Interview de la semaine - Gael Garcia Bernal
Propulsé sex-symbol par les magazines people, Gael Garcia Bernal est avant tout la nouvelle étoile du cinéma latino américain.
À 9 ans, cet acteur mexicain enflamme les sitcoms locales avant de brûler la pellicule en 2000 dans le premier film de Alejandro Iñárritu, "Amours Chiennes". Les réalisateurs Almodovar ou Gondry craquent pour ce beau ténébreux qui raffole des rôles caméléons. Comme dans "La Mauvaise Education" où il interprète un travesti. Gael Garcia Bernal a un atout supplémentaire dans son pedigree bien fourni : il est connu pour son engagement politique.

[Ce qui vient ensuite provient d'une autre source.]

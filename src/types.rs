//! Core types and data structures for the ledger

use bigdecimal::BigDecimal;
use chrono::{NaiveDate, NaiveDateTime};
use serde::{Deserialize, Serialize};
use std::collections::BTreeSet;
use std::fmt;

/// Kinds of accounts a statement can be imported into
#[derive(Debug, Clone, Copy, PartialEq, Eq, Hash, PartialOrd, Ord, Serialize, Deserialize)]
pub enum AccountKind {
    /// Bank checking account
    Checking,
    /// Bank savings account
    Savings,
    /// Credit card; purchases are outflows, payments are inflows
    CreditCard,
    /// Brokerage / investment account
    Brokerage,
}

/// Currency code and display symbol
#[derive(Debug, Clone, PartialEq, Eq, Hash, Serialize, Deserialize)]
pub struct Currency {
    pub code: String,
    pub symbol: String,
}

impl Currency {
    pub fn new(code: impl Into<String>, symbol: impl Into<String>) -> Self {
        Self {
            code: code.into(),
            symbol: symbol.into(),
        }
    }

    /// Look up a currency by ISO code, falling back to the code as its own symbol
    pub fn from_code(code: &str) -> Self {
        let code = code.trim().to_uppercase();
        let symbol = match code.as_str() {
            "USD" | "CAD" | "AUD" | "NZD" => "$",
            "EUR" => "€",
            "GBP" => "£",
            "INR" => "₹",
            "JPY" => "¥",
            _ => code.as_str(),
        }
        .to_string();
        Self { code, symbol }
    }

    pub fn usd() -> Self {
        Self::from_code("USD")
    }
}

impl Default for Currency {
    fn default() -> Self {
        Self::usd()
    }
}

/// Canonical transaction types
#[derive(Debug, Clone, Copy, PartialEq, Eq, Hash, Serialize, Deserialize)]
pub enum TransactionType {
    General,
    Trade,
    Transfer,
    Deposit,
    Withdrawal,
    Fees,
    Interest,
    Dividend,
    Payment,
    /// Synthetic adjustment created by the reconciliation engine
    Reconciliation,
    Unknown,
}

impl TransactionType {
    /// Whether money leaves the account for this type when the source amount is unsigned
    pub fn is_outflow(&self) -> bool {
        matches!(self, TransactionType::Withdrawal | TransactionType::Fees)
    }
}

impl fmt::Display for TransactionType {
    fn fmt(&self, f: &mut fmt::Formatter<'_>) -> fmt::Result {
        write!(f, "{:?}", self)
    }
}

/// A ledger account owning transactions and checkpoints
#[derive(Debug, Clone, PartialEq, Serialize, Deserialize)]
pub struct Account {
    /// Unique identifier for the account
    pub id: String,
    /// Owner of the account
    pub user_id: String,
    /// Human-readable account name
    pub name: String,
    pub account_kind: AccountKind,
    pub currency: Currency,
    /// Balance asserted by the temporally most recent reconciliation
    pub balance: BigDecimal,
    /// Date `balance` refers to; `None` until the first reconciliation
    pub balance_date: Option<NaiveDate>,
    /// When the account was created
    pub created_at: NaiveDateTime,
    /// When the account was last updated
    pub updated_at: NaiveDateTime,
}

impl Account {
    /// Create a new account
    pub fn new(
        id: String,
        user_id: String,
        name: String,
        account_kind: AccountKind,
        currency: Currency,
    ) -> Self {
        let now = chrono::Utc::now().naive_utc();
        Self {
            id,
            user_id,
            name,
            account_kind,
            currency,
            balance: BigDecimal::from(0),
            balance_date: None,
            created_at: now,
            updated_at: now,
        }
    }
}

/// A single financial event on an account
#[derive(Debug, Clone, PartialEq, Serialize, Deserialize)]
pub struct Transaction {
    /// Stable identifier; empty when the caller did not supply one
    pub id: String,
    pub account_id: String,
    pub user_id: String,
    pub date: NaiveDate,
    /// Signed amount, negative for outflows
    pub amount: BigDecimal,
    pub currency: Currency,
    pub description: String,
    pub transaction_type: TransactionType,
    pub category_id: Option<String>,
    /// Trade fields
    pub instrument_id: Option<String>,
    pub quantity: Option<BigDecimal>,
    pub price: Option<BigDecimal>,
    /// Counterpart of a transfer
    pub linked_transaction_id: Option<String>,
    pub tag_ids: BTreeSet<String>,
    pub created_at: NaiveDateTime,
    pub updated_at: NaiveDateTime,
}

impl Transaction {
    /// Create a new transaction with no optional fields set
    pub fn new(
        id: String,
        account_id: String,
        date: NaiveDate,
        amount: BigDecimal,
        description: String,
        transaction_type: TransactionType,
    ) -> Self {
        let now = chrono::Utc::now().naive_utc();
        Self {
            id,
            account_id,
            user_id: String::new(),
            date,
            amount,
            currency: Currency::default(),
            description,
            transaction_type,
            category_id: None,
            instrument_id: None,
            quantity: None,
            price: None,
            linked_transaction_id: None,
            tag_ids: BTreeSet::new(),
            created_at: now,
            updated_at: now,
        }
    }

    /// Whether the caller supplied an id usable for duplicate detection
    pub fn has_id(&self) -> bool {
        !self.id.trim().is_empty()
    }

    /// Whether this is a reconciliation adjustment dated exactly on `date`
    pub fn is_adjustment_on(&self, date: NaiveDate) -> bool {
        self.transaction_type == TransactionType::Reconciliation && self.date == date
    }
}

/// Origin of a checkpoint's asserted balance
#[derive(Debug, Clone, Copy, PartialEq, Eq, Hash, Serialize, Deserialize)]
pub enum CheckpointType {
    /// Closing balance printed on an imported statement
    Statement,
    /// Balance entered by the user
    Manual,
    /// Opening balance of the account
    Initial,
}

/// Result of auditing a checkpoint against transaction history
#[derive(Debug, Clone, PartialEq, Serialize, Deserialize)]
pub struct CheckpointValidation {
    pub is_valid: bool,
    /// `calculated - asserted`, rounded to cents
    pub difference: BigDecimal,
}

/// Externally asserted true balance of an account at a date
#[derive(Debug, Clone, PartialEq, Serialize, Deserialize)]
pub struct BalanceCheckpoint {
    pub id: String,
    pub account_id: String,
    pub date: NaiveDate,
    pub balance: BigDecimal,
    pub checkpoint_type: CheckpointType,
    pub created_at: NaiveDateTime,
    /// Computed on read, never persisted
    #[serde(skip)]
    pub validation: Option<CheckpointValidation>,
}

impl BalanceCheckpoint {
    pub fn new(
        id: String,
        account_id: String,
        date: NaiveDate,
        balance: BigDecimal,
        checkpoint_type: CheckpointType,
    ) -> Self {
        Self {
            id,
            account_id,
            date,
            balance,
            checkpoint_type,
            created_at: chrono::Utc::now().naive_utc(),
            validation: None,
        }
    }
}

/// Parsed statement, consumed immediately by the batch importer
#[derive(Debug, Clone, PartialEq, Serialize, Deserialize)]
pub struct Statement {
    pub account_id: String,
    pub start_date: NaiveDate,
    pub end_date: NaiveDate,
    /// Sorted ascending by date
    pub transactions: Vec<Transaction>,
    /// Rows or blocks dropped as noise or unparseable
    pub skipped_rows: usize,
}

/// Outcome of a batch import
#[derive(Debug, Clone, PartialEq, Serialize, Deserialize)]
pub struct ImportSummary {
    pub imported_count: usize,
    pub duplicate_count: usize,
    /// Earliest date among the transactions actually written
    pub min_date: Option<NaiveDate>,
}

/// Errors that can occur in the ledger system
#[derive(Debug, thiserror::Error)]
pub enum LedgerError {
    #[error("Storage error: {0}")]
    Storage(String),
    #[error("Invalid transaction: {0}")]
    InvalidTransaction(String),
    #[error("Account not found: {0}")]
    AccountNotFound(String),
    #[error("Transaction not found: {0}")]
    TransactionNotFound(String),
    #[error("Checkpoint not found: {0}")]
    CheckpointNotFound(String),
    #[error("Validation error: {0}")]
    Validation(String),
    #[error("Statement not recognized: {0}")]
    UnrecognizedStatement(String),
    #[error("Invalid ruleset: {0}")]
    Ruleset(String),
    #[error("Refresh aborted at {failed} ({} done): {source}", .completed.len())]
    RefreshAborted {
        /// Checkpoint ids reconciled before the failure
        completed: Vec<String>,
        /// Checkpoint id whose reconciliation failed
        failed: String,
        #[source]
        source: Box<LedgerError>,
    },
}

/// Result type for ledger operations
pub type LedgerResult<T> = Result<T, LedgerError>;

Fidèle du cinéma indépendant mexicain, comme avec "Y Tu Mama Tambien", il est rentré à deux reprises dans les rangers du Che Guevara. En 2006, le réalisateur Iñárritu l'embarque dans "Babel", sa superproduction à 25 millions de dollars, où il joue au côté de Brad Pitt.
À Cannes, Gael est venu présenter son premier film en tant que réalisateur. "Deficit" critique les artifices de la jeunesse dorée de Mexico sur fond de corruption de la classe politique. Une idée fixe.